Work to complete: Line by line, reproduce the material below exactly.

Material to process:
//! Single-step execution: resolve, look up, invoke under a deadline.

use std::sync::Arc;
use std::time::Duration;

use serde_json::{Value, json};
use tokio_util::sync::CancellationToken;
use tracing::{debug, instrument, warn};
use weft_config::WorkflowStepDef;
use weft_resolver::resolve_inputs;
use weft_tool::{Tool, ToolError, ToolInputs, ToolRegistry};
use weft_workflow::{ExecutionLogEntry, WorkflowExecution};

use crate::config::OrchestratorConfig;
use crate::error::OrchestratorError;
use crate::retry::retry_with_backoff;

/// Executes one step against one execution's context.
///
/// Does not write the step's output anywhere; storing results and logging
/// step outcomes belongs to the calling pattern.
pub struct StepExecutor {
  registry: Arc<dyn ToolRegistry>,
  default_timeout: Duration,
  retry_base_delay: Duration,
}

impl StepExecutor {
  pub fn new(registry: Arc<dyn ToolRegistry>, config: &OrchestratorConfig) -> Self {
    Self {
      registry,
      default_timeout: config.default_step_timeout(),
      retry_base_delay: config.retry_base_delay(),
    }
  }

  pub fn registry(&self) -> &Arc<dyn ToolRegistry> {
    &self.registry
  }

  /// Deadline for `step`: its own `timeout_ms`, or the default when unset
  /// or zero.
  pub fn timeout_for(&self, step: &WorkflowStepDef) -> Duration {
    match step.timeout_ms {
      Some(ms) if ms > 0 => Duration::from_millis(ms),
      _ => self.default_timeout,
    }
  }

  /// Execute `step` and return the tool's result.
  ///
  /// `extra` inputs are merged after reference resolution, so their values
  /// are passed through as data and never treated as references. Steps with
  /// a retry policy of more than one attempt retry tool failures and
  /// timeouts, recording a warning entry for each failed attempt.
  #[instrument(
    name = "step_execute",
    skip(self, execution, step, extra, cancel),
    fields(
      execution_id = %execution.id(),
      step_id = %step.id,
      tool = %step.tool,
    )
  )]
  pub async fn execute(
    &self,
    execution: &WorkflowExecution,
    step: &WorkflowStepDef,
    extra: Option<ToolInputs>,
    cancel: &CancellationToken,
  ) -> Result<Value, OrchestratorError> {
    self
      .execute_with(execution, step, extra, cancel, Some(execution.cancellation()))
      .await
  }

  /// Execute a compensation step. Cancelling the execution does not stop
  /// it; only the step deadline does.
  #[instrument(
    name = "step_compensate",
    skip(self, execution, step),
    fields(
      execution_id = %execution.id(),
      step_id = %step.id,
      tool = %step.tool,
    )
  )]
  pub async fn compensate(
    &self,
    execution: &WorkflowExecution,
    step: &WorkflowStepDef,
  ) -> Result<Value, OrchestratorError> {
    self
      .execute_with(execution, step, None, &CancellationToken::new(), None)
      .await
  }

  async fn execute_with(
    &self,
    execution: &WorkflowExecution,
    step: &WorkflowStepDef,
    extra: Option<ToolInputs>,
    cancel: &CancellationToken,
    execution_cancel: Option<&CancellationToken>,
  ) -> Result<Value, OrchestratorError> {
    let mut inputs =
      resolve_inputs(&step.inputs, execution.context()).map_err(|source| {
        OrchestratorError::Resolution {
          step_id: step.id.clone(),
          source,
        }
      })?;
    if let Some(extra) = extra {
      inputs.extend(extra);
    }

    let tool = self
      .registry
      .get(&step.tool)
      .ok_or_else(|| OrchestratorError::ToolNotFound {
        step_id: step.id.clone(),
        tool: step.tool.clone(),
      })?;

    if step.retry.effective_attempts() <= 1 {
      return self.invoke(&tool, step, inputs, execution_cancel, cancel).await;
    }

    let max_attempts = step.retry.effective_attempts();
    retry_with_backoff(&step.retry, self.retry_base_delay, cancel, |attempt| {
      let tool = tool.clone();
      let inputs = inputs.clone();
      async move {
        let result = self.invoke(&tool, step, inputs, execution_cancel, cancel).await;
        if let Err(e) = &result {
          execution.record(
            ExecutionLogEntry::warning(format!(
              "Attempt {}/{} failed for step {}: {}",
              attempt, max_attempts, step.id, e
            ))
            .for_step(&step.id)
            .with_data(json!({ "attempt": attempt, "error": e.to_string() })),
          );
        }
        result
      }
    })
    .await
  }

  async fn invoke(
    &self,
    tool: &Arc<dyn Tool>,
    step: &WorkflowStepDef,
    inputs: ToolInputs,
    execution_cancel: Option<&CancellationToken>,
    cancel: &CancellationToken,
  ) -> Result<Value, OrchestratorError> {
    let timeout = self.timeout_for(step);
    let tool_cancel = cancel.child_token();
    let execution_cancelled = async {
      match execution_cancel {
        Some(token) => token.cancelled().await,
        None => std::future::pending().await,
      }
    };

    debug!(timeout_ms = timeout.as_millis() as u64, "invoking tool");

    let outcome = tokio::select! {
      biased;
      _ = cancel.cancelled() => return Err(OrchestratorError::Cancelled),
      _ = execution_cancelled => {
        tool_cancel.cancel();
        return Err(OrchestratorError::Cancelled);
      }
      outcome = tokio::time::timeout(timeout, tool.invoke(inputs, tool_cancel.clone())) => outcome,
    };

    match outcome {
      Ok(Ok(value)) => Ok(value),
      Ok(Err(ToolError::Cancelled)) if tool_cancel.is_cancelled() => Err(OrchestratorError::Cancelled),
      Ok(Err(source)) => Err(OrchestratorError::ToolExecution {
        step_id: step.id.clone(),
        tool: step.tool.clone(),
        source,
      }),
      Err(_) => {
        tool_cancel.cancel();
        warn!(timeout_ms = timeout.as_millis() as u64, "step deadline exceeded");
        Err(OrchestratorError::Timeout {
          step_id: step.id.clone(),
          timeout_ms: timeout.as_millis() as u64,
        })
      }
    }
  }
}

Response for this exercise:
//! Single-step execution: resolve, look up, invoke under a deadline.

use std::sync::Arc;
use std::time::Duration;

use serde_json::{Value, json};
use tokio_util::sync::CancellationToken;
use tracing::{debug, instrument, warn};
use weft_config::WorkflowStepDef;
use weft_resolver::resolve_inputs;
use weft_tool::{Tool, ToolError, ToolInputs, ToolRegistry};
use weft_workflow::{ExecutionLogEntry, WorkflowExecution};

use crate::config::OrchestratorConfig;
use crate::error::OrchestratorError;
use crate::retry::retry_with_backoff;

/// Executes one step against one execution's context.
///
/// Does not write the step's output anywhere; storing results and logging
/// step outcomes belongs to the calling pattern.
pub struct StepExecutor {
  registry: Arc<dyn ToolRegistry>,
  default_timeout: Duration,
  retry_base_delay: Duration,
}

impl StepExecutor {
  pub fn new(registry: Arc<dyn ToolRegistry>, config: &OrchestratorConfig) -> Self {
    Self {
      registry,
      default_timeout: config.default_step_timeout(),
      retry_base_delay: config.retry_base_delay(),
    }
  }

  pub fn registry(&self) -> &Arc<dyn ToolRegistry> {
    &self.registry
  }

  /// Deadline for `step`: its own `timeout_ms`, or the default when unset
  /// or zero.
  pub fn timeout_for(&self, step: &WorkflowStepDef) -> Duration {
    match step.timeout_ms {
      Some(ms) if ms > 0 => Duration::from_millis(ms),
      _ => self.default_timeout,
    }
  }

  /// Execute `step` and return the tool's result.
  ///
  /// `extra` inputs are merged after reference resolution, so their values
  /// are passed through as data and never treated as references. Steps with
  /// a retry policy of more than one attempt retry tool failures and
  /// timeouts, recording a warning entry for each failed attempt.
  #[instrument(
    name = "step_execute",
    skip(self, execution, step, extra, cancel),
    fields(
      execution_id = %execution.id(),
      step_id = %step.id,
      tool = %step.tool,
    )
  )]
  pub async fn execute(
    &self,
    execution: &WorkflowExecution,
    step: &WorkflowStepDef,
    extra: Option<ToolInputs>,
    cancel: &CancellationToken,
  ) -> Result<Value, OrchestratorError> {
    self
      .execute_with(execution, step, extra, cancel, Some(execution.cancellation()))
      .await
  }

  /// Execute a compensation step. Cancelling the execution does not stop
  /// it; only the step deadline does.
  #[instrument(
    name = "step_compensate",
    skip(self, execution, step),
    fields(
      execution_id = %execution.id(),
      step_id = %step.id,
      tool = %step.tool,
    )
  )]
  pub async fn compensate(
    &self,
    execution: &WorkflowExecution,
    step: &WorkflowStepDef,
  ) -> Result<Value, OrchestratorError> {
    self
      .execute_with(execution, step, None, &CancellationToken::new(), None)
      .await
  }

  async fn execute_with(
    &self,
    execution: &WorkflowExecution,
    step: &WorkflowStepDef,
    extra: Option<ToolInputs>,
    cancel: &CancellationToken,
    execution_cancel: Option<&CancellationToken>,
  ) -> Result<Value, OrchestratorError> {
    let mut inputs =
      resolve_inputs(&step.inputs, execution.context()).map_err(|source| {
        OrchestratorError::Resolution {
          step_id: step.id.clone(),
          source,
        }
      })?;
    if let Some(extra) = extra {
      inputs.extend(extra);
    }

    let tool = self
      .registry
      .get(&step.tool)
      .ok_or_else(|| OrchestratorError::ToolNotFound {
        step_id: step.id.clone(),
        tool: step.tool.clone(),
      })?;

    if step.retry.effective_attempts() <= 1 {
      return self.invoke(&tool, step, inputs, execution_cancel, cancel).await;
    }

    let max_attempts = step.retry.effective_attempts();
    retry_with_backoff(&step.retry, self.retry_base_delay, cancel, |attempt| {
      let tool = tool.clone();
      let inputs = inputs.clone();
      async move {
        let result = self.invoke(&tool, step, inputs, execution_cancel, cancel).await;
        if let Err(e) = &result {
          execution.record(
            ExecutionLogEntry::warning(format!(
              "Attempt {}/{} failed for step {}: {}",
              attempt, max_attempts, step.id, e
            ))
            .for_step(&step.id)
            .with_data(json!({ "attempt": attempt, "error": e.to_string() })),
          );
        }
        result
      }
    })
    .await
  }

  async fn invoke(
    &self,
    tool: &Arc<dyn Tool>,
    step: &WorkflowStepDef,
    inputs: ToolInputs,
    execution_cancel: Option<&CancellationToken>,
    cancel: &CancellationToken,
  ) -> Result<Value, OrchestratorError> {
    let timeout = self.timeout_for(step);
    let tool_cancel = cancel.child_token();
    let execution_cancelled = async {
      match execution_cancel {
        Some(token) => token.cancelled().await,
        None => std::future::pending().await,
      }
    };

    debug!(timeout_ms = timeout.as_millis() as u64, "invoking tool");

    let outcome = tokio::select! {
      biased;
      _ = cancel.cancelled() => return Err(OrchestratorError::Cancelled),
      _ = execution_cancelled => {
        tool_cancel.cancel();
        return Err(OrchestratorError::Cancelled);
      }
      outcome = tokio::time::timeout(timeout, tool.invoke(inputs, tool_cancel.clone())) => outcome,
    };

    match outcome {
      Ok(Ok(value)) => Ok(value),
      Ok(Err(ToolError::Cancelled)) if tool_cancel.is_cancelled() => Err(OrchestratorError::Cancelled),
      Ok(Err(source)) => Err(OrchestratorError::ToolExecution {
        step_id: step.id.clone(),
        tool: step.tool.clone(),
        source,
      }),
      Err(_) => {
        tool_cancel.cancel();
        warn!(timeout_ms = timeout.as_millis() as u64, "step deadline exceeded");
        Err(OrchestratorError::Timeout {
          step_id: step.id.clone(),
          timeout_ms: timeout.as_millis() as u64,
        })
      }
    }
  }
}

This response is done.